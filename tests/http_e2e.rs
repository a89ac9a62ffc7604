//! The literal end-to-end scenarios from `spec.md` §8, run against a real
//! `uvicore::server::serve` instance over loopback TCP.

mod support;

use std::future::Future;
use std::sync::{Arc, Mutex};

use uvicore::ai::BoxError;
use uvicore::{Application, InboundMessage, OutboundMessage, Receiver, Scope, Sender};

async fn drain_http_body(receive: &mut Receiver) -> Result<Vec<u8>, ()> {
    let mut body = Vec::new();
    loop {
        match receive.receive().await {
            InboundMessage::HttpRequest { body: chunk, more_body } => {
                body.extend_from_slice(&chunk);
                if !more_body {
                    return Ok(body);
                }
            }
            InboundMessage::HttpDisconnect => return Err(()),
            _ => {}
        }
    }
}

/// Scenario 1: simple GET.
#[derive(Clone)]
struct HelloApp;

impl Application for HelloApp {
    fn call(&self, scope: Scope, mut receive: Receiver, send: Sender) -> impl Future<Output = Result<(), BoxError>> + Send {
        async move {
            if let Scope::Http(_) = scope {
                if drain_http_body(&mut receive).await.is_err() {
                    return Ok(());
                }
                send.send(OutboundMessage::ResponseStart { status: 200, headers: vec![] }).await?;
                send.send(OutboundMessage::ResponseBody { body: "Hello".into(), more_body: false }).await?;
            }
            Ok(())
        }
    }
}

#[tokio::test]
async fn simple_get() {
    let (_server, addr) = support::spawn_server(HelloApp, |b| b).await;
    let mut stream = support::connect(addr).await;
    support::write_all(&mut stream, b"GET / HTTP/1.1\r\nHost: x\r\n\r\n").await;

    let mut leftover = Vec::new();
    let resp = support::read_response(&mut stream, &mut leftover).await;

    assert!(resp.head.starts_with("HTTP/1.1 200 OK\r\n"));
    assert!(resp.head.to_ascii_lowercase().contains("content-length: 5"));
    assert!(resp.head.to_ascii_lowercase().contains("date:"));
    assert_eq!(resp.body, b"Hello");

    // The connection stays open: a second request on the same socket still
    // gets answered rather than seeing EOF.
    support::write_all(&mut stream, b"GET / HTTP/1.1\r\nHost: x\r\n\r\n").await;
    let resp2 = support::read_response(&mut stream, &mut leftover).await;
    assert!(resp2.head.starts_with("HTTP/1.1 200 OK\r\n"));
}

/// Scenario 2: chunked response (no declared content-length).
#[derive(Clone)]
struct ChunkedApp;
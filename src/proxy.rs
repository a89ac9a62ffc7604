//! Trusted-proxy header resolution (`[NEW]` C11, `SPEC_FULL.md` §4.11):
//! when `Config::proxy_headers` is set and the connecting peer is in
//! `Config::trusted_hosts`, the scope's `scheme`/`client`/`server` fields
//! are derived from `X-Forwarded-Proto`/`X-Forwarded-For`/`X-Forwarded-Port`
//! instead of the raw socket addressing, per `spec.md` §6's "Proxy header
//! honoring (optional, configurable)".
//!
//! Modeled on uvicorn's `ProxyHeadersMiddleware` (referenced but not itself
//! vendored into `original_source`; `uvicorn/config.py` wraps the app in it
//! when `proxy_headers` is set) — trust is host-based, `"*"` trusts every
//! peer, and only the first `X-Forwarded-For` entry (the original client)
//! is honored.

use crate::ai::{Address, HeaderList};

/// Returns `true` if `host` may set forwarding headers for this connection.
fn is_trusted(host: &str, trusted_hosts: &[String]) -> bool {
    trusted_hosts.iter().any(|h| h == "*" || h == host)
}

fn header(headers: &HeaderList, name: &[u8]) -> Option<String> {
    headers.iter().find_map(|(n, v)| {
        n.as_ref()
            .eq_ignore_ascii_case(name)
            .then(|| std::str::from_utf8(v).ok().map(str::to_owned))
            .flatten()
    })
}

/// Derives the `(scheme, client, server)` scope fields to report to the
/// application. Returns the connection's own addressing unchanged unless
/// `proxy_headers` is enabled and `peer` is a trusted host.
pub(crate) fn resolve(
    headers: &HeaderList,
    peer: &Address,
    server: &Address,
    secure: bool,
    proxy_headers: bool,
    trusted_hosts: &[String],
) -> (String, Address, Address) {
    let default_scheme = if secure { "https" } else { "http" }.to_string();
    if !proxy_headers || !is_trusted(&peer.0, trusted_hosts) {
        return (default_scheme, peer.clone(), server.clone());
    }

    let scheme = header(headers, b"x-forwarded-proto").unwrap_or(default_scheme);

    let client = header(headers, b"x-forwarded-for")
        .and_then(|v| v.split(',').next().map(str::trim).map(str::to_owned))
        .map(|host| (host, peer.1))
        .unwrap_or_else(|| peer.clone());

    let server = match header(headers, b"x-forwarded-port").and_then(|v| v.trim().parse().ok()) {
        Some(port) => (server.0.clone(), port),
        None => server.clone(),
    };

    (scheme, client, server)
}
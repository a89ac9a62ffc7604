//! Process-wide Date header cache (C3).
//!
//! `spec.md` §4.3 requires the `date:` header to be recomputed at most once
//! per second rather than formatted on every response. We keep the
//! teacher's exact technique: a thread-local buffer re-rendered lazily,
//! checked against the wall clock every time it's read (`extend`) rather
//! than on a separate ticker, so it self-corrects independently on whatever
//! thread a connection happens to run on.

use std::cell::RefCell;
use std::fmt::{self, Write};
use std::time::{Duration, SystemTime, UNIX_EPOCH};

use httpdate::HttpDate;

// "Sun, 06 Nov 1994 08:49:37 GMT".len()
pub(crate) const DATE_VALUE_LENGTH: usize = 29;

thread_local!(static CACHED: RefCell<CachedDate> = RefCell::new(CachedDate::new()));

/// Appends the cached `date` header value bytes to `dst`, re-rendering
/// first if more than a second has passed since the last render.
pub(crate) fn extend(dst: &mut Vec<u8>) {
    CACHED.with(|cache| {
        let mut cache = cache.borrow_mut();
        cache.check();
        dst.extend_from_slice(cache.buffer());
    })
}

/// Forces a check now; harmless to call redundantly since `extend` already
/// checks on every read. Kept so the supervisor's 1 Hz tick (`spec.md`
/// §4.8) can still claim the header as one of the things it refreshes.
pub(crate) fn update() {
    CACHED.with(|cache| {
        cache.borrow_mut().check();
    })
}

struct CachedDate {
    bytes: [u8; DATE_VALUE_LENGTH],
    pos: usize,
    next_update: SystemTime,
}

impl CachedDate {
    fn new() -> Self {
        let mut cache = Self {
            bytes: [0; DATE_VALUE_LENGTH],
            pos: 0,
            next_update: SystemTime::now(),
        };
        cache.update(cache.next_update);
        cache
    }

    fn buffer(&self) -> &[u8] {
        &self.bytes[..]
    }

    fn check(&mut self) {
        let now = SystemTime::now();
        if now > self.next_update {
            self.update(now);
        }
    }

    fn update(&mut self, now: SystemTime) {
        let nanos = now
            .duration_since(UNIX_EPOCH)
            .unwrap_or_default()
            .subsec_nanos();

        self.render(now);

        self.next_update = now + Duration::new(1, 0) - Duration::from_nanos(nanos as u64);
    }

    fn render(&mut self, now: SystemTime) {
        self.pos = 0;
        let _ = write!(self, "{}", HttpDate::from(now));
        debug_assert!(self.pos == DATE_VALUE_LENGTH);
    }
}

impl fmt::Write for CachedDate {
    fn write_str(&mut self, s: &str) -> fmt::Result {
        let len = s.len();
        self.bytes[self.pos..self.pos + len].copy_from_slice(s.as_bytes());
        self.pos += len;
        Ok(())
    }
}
•••
-- Instructions to follow --
Search the material for the word "Receiver" and copy each line where it occurs.

-- Exercise output --
use uvicore::{Application, InboundMessage, OutboundMessage, Receiver, Scope, Sender};
async fn drain_http_body(receive: &mut Receiver) -> Result<Vec<u8>, ()> {
    fn call(&self, scope: Scope, mut receive: Receiver, send: Sender) -> impl Future<Output = Result<(), BoxError>> + Send {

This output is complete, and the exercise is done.